** Opening RECORDS PROVIDED block **

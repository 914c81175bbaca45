// Oracle program: AMI meter submissions, data requests and market clearing
// triggers. Operators are registered per role in the oracle config.

use borsh::{BorshDeserialize, BorshSerialize};
use solana_sdk::instruction::{AccountMeta, Instruction};
use solana_sdk::pubkey::Pubkey;
use solana_sdk::system_program;

use super::anchor::{bare_instruction_data, instruction_data};
use super::{check_max_len, check_seed, Result};

pub const ID: Pubkey = solana_sdk::pubkey!("BrFkiEYxP6saiVHVBoaDYJZ2RRZnoXoo9P47PuwP9tHA");

pub const ORACLE_CONFIG_SEED: &[u8] = b"oracle_config";
pub const METER_DATA_SEED: &[u8] = b"meter_data";
pub const ORACLE_REQUEST_SEED: &[u8] = b"oracle_request";

pub const MAX_OPERATORS: usize = 20;
pub const MAX_SIGNATURE_LEN: usize = 128;
pub const MAX_RESPONSE_DATA_LEN: usize = 256;

#[derive(BorshSerialize, BorshDeserialize, Debug, Clone, Copy, PartialEq, Eq)]
pub enum OperatorType {
    AmiIntegration,
    MarketClearing,
    PriceOracle,
    WeatherData,
}

#[derive(BorshSerialize, BorshDeserialize, Debug, Clone, PartialEq, Eq)]
pub enum RequestType {
    EnergyData { meter_id: String },
    MarketClearing,
    PriceData,
    WeatherData { location: String },
}

#[derive(BorshSerialize, BorshDeserialize, Debug, Clone, Copy, PartialEq, Eq)]
pub enum RequestStatus {
    Pending,
    Fulfilled,
    Expired,
    Failed,
}

#[derive(BorshSerialize, BorshDeserialize, Debug, Clone, PartialEq, Eq)]
pub struct OracleOperator {
    pub pubkey: Pubkey,
    pub operator_type: OperatorType,
    pub active: bool,
    pub added_at: i64,
}

#[derive(BorshSerialize, BorshDeserialize, Debug, Clone, PartialEq, Eq)]
pub struct OracleConfig {
    pub authority: Pubkey,
    pub registry_program: Pubkey,
    pub energy_token_program: Pubkey,
    pub trading_program: Pubkey,
    pub next_request_id: u64,
    pub operators: Vec<OracleOperator>,
    pub auto_market_clearing: bool,
    pub market_clearing_interval: i64,
    pub created_at: i64,
}

impl OracleConfig {
    // Registered and active, optionally for one role
    pub fn is_active_operator(&self, operator: &Pubkey, role: Option<OperatorType>) -> bool {
        self.operators.iter().any(|op| {
            op.pubkey == *operator
                && op.active
                && role.map_or(true, |role| op.operator_type == role)
        })
    }

    pub fn can_submit_meter_data(&self, operator: &Pubkey) -> bool {
        self.is_active_operator(operator, Some(OperatorType::AmiIntegration))
    }

    pub fn can_trigger_market_clearing(&self, operator: &Pubkey) -> bool {
        self.auto_market_clearing
            && self.is_active_operator(operator, Some(OperatorType::MarketClearing))
    }
}

#[derive(BorshSerialize, BorshDeserialize, Debug, Clone, PartialEq, Eq)]
pub struct MeterData {
    pub meter_id: String,
    pub energy_generated: u64,
    pub energy_consumed: u64,
    pub reading_timestamp: i64,
    pub signature: Vec<u8>,
    pub submitted_at: i64,
    pub oracle_operator: Pubkey,
    pub processed: bool,
}

#[derive(BorshSerialize, BorshDeserialize, Debug, Clone, PartialEq, Eq)]
pub struct OracleRequest {
    pub request_id: u64,
    pub requester: Pubkey,
    pub request_type: RequestType,
    pub status: RequestStatus,
    pub requested_at: i64,
    pub expires_at: i64,
    pub fulfilled_at: Option<i64>,
    pub response_data: Vec<u8>,
}

// Events

#[derive(BorshSerialize, BorshDeserialize, Debug, Clone, PartialEq, Eq)]
pub struct MeterDataSubmitted {
    pub meter_id: String,
    pub energy_generated: u64,
    pub energy_consumed: u64,
    pub reading_timestamp: i64,
    pub oracle_operator: Pubkey,
    pub timestamp: i64,
}

#[derive(BorshSerialize, BorshDeserialize, Debug, Clone, PartialEq, Eq)]
pub struct MarketClearingTriggered {
    pub oracle_operator: Pubkey,
    pub timestamp: i64,
}

#[derive(Debug, Clone, Copy)]
pub struct OracleProgram {
    pub program_id: Pubkey,
}

impl Default for OracleProgram {
    fn default() -> Self {
        Self { program_id: ID }
    }
}

impl OracleProgram {
    pub fn new(program_id: Pubkey) -> Self {
        Self { program_id }
    }

    pub fn oracle_config_address(&self) -> Pubkey {
        Pubkey::find_program_address(&[ORACLE_CONFIG_SEED], &self.program_id).0
    }

    // The program seeds meter data with the cluster clock at submission, so
    // callers pass the timestamp the transaction is expected to land at.
    pub fn meter_data_address(&self, meter_id: &str, submitted_at: i64) -> Result<Pubkey> {
        check_seed("meter_id", meter_id)?;
        Ok(Pubkey::find_program_address(
            &[METER_DATA_SEED, meter_id.as_bytes(), &submitted_at.to_le_bytes()],
            &self.program_id,
        )
        .0)
    }

    pub fn oracle_request_address(&self, requester: &Pubkey, request_id: u64) -> Pubkey {
        Pubkey::find_program_address(
            &[ORACLE_REQUEST_SEED, requester.as_ref(), &request_id.to_le_bytes()],
            &self.program_id,
        )
        .0
    }

    pub fn initialize_oracle(
        &self,
        authority: &Pubkey,
        registry_program: &Pubkey,
        energy_token_program: &Pubkey,
        trading_program: &Pubkey,
    ) -> Instruction {
        Instruction::new_with_bytes(
            self.program_id,
            &bare_instruction_data("initialize_oracle"),
            vec![
                AccountMeta::new(self.oracle_config_address(), false),
                AccountMeta::new_readonly(*registry_program, false),
                AccountMeta::new_readonly(*energy_token_program, false),
                AccountMeta::new_readonly(*trading_program, false),
                AccountMeta::new(*authority, true),
                AccountMeta::new_readonly(system_program::ID, false),
            ],
        )
    }

    pub fn add_oracle_operator(
        &self,
        authority: &Pubkey,
        operator: &Pubkey,
        operator_type: OperatorType,
    ) -> Result<Instruction> {
        Ok(Instruction::new_with_bytes(
            self.program_id,
            &instruction_data("add_oracle_operator", &(*operator, operator_type))?,
            vec![
                AccountMeta::new(self.oracle_config_address(), false),
                AccountMeta::new_readonly(*authority, true),
            ],
        ))
    }

    #[allow(clippy::too_many_arguments)]
    pub fn submit_meter_data(
        &self,
        oracle_operator: &Pubkey,
        meter_id: &str,
        energy_generated: u64,
        energy_consumed: u64,
        reading_timestamp: i64,
        signature: &[u8],
        submitted_at: i64,
    ) -> Result<Instruction> {
        check_max_len("signature", signature, MAX_SIGNATURE_LEN)?;
        let meter_data = self.meter_data_address(meter_id, submitted_at)?;

        Ok(Instruction::new_with_bytes(
            self.program_id,
            &instruction_data(
                "submit_meter_data",
                &(meter_id, energy_generated, energy_consumed, reading_timestamp, signature),
            )?,
            vec![
                AccountMeta::new_readonly(self.oracle_config_address(), false),
                AccountMeta::new(meter_data, false),
                AccountMeta::new(*oracle_operator, true),
                AccountMeta::new_readonly(system_program::ID, false),
            ],
        ))
    }

    // `next_request_id` comes from the current oracle config
    pub fn request_oracle_data(
        &self,
        requester: &Pubkey,
        next_request_id: u64,
        request_type: &RequestType,
    ) -> Result<Instruction> {
        Ok(Instruction::new_with_bytes(
            self.program_id,
            &instruction_data("request_oracle_data", request_type)?,
            vec![
                AccountMeta::new(self.oracle_config_address(), false),
                AccountMeta::new(self.oracle_request_address(requester, next_request_id), false),
                AccountMeta::new(*requester, true),
                AccountMeta::new_readonly(system_program::ID, false),
            ],
        ))
    }

    pub fn fulfill_oracle_request(
        &self,
        oracle_operator: &Pubkey,
        oracle_request: &Pubkey,
        request_data: &[u8],
    ) -> Result<Instruction> {
        check_max_len("request_data", request_data, MAX_RESPONSE_DATA_LEN)?;

        Ok(Instruction::new_with_bytes(
            self.program_id,
            &instruction_data("fulfill_oracle_request", request_data)?,
            vec![
                AccountMeta::new_readonly(self.oracle_config_address(), false),
                AccountMeta::new(*oracle_request, false),
                AccountMeta::new_readonly(*oracle_operator, true),
            ],
        ))
    }

    pub fn trigger_market_clearing(&self, oracle_operator: &Pubkey) -> Instruction {
        Instruction::new_with_bytes(
            self.program_id,
            &bare_instruction_data("trigger_market_clearing"),
            vec![
                AccountMeta::new_readonly(self.oracle_config_address(), false),
                AccountMeta::new_readonly(*oracle_operator, true),
            ],
        )
    }
}

#[cfg(test)]
mod tests {
    use super::*;
    use crate::programs::anchor::{decode_account, encode_account, instruction_discriminator};
    use crate::programs::ProgramClientError;

    fn config_with(operators: Vec<OracleOperator>) -> OracleConfig {
        OracleConfig {
            authority: Pubkey::new_unique(),
            registry_program: crate::programs::registry::ID,
            energy_token_program: crate::programs::energy_token::ID,
            trading_program: crate::programs::trading::ID,
            next_request_id: 1,
            operators,
            auto_market_clearing: true,
            market_clearing_interval: 3600,
            created_at: 0,
        }
    }

    fn operator(pubkey: Pubkey, operator_type: OperatorType, active: bool) -> OracleOperator {
        OracleOperator { pubkey, operator_type, active, added_at: 0 }
    }

    #[test]
    fn initialize_oracle_lists_linked_programs() {
        let program = OracleProgram::default();
        let authority = Pubkey::new_unique();
        let ix = program.initialize_oracle(
            &authority,
            &crate::programs::registry::ID,
            &crate::programs::energy_token::ID,
            &crate::programs::trading::ID,
        );

        assert_eq!(ix.accounts.len(), 6);
        assert_eq!(ix.accounts[0], AccountMeta::new(program.oracle_config_address(), false));
        assert_eq!(ix.accounts[1], AccountMeta::new_readonly(crate::programs::registry::ID, false));
        assert_eq!(ix.accounts[3], AccountMeta::new_readonly(crate::programs::trading::ID, false));
        assert_eq!(ix.accounts[4], AccountMeta::new(authority, true));
        assert_eq!(ix.data, instruction_discriminator("initialize_oracle").to_vec());
    }

    #[test]
    fn meter_data_pda_depends_on_submission_time() {
        let program = OracleProgram::default();
        let a = program.meter_data_address("AMI-001", 1_700_000_000).unwrap();
        let b = program.meter_data_address("AMI-001", 1_700_000_001).unwrap();
        assert_ne!(a, b);
        assert_eq!(a, program.meter_data_address("AMI-001", 1_700_000_000).unwrap());
    }

    #[test]
    fn submit_meter_data_layout() {
        let program = OracleProgram::default();
        let operator = Pubkey::new_unique();
        let ix = program
            .submit_meter_data(
                &operator,
                "AMI-7",
                900,
                100,
                1_700_000_000,
                &[7u8; 64],
                1_700_000_005,
            )
            .unwrap();

        let mut expected = instruction_discriminator("submit_meter_data").to_vec();
        expected.extend_from_slice(&5u32.to_le_bytes());
        expected.extend_from_slice(b"AMI-7");
        expected.extend_from_slice(&900u64.to_le_bytes());
        expected.extend_from_slice(&100u64.to_le_bytes());
        expected.extend_from_slice(&1_700_000_000i64.to_le_bytes());
        expected.extend_from_slice(&64u32.to_le_bytes());
        expected.extend_from_slice(&[7u8; 64]);
        assert_eq!(ix.data, expected);

        assert!(!ix.accounts[0].is_writable);
        assert_eq!(
            ix.accounts[1].pubkey,
            program.meter_data_address("AMI-7", 1_700_000_005).unwrap()
        );
        assert_eq!(ix.accounts[2], AccountMeta::new(operator, true));
    }

    #[test]
    fn oversized_signature_is_rejected() {
        let program = OracleProgram::default();
        let operator = Pubkey::new_unique();
        let result = program.submit_meter_data(&operator, "AMI-1", 1, 1, 1, &[0u8; 129], 1);
        assert!(matches!(result, Err(ProgramClientError::InvalidArgument(_))));
        assert!(program
            .submit_meter_data(&operator, "AMI-1", 1, 1, 1, &[0u8; MAX_SIGNATURE_LEN], 1)
            .is_ok());
    }

    #[test]
    fn trigger_market_clearing_is_read_only_on_config() {
        let program = OracleProgram::default();
        let operator = Pubkey::new_unique();
        let ix = program.trigger_market_clearing(&operator);
        assert_eq!(
            ix.accounts,
            vec![
                AccountMeta::new_readonly(program.oracle_config_address(), false),
                AccountMeta::new_readonly(operator, true),
            ]
        );
    }

    #[test]
    fn request_pda_follows_request_id() {
        let program = OracleProgram::default();
        let requester = Pubkey::new_unique();
        let request = RequestType::EnergyData { meter_id: "AMI-1".to_string() };
        let ix = program.request_oracle_data(&requester, 3, &request).unwrap();

        assert_eq!(ix.accounts[1].pubkey, program.oracle_request_address(&requester, 3));
        assert_ne!(ix.accounts[1].pubkey, program.oracle_request_address(&requester, 4));
        // variant index 0, then the string
        assert_eq!(ix.data[8], 0);
        assert_eq!(&ix.data[9..13], &5u32.to_le_bytes());

        assert!(program
            .fulfill_oracle_request(&Pubkey::new_unique(), &ix.accounts[1].pubkey, &[0u8; 257])
            .is_err());
    }

    #[test]
    fn operator_roles_gate_submission_and_clearing() {
        let ami = Pubkey::new_unique();
        let clearer = Pubkey::new_unique();
        let retired = Pubkey::new_unique();
        let mut config = config_with(vec![
            operator(ami, OperatorType::AmiIntegration, true),
            operator(clearer, OperatorType::MarketClearing, true),
            operator(retired, OperatorType::AmiIntegration, false),
        ]);

        assert!(config.can_submit_meter_data(&ami));
        assert!(!config.can_submit_meter_data(&clearer));
        assert!(!config.can_submit_meter_data(&retired));
        assert!(config.can_trigger_market_clearing(&clearer));
        assert!(config.is_active_operator(&ami, None));
        assert!(!config.is_active_operator(&Pubkey::new_unique(), None));

        config.auto_market_clearing = false;
        assert!(!config.can_trigger_market_clearing(&clearer));
    }

    #[test]
    fn decodes_oracle_config_with_operators() {
        let config = config_with(vec![operator(
            Pubkey::new_unique(),
            OperatorType::PriceOracle,
            true,
        )]);
        let data = encode_account("OracleConfig", &config).unwrap();
        assert_eq!(decode_account::<OracleConfig>("OracleConfig", &data).unwrap(), config);
    }
}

** Closing RECORDS PROVIDED block **

## [EXERCISE]
Select and copy every line from the records that includes the word "OracleOperator".

## [EXPECTED ANSWER]
pub struct OracleOperator {
    pub operators: Vec<OracleOperator>,
    fn config_with(operators: Vec<OracleOperator>) -> OracleConfig {
    fn operator(pubkey: Pubkey, operator_type: OperatorType, active: bool) -> OracleOperator {
        OracleOperator { pubkey, operator_type, active, added_at: 0 }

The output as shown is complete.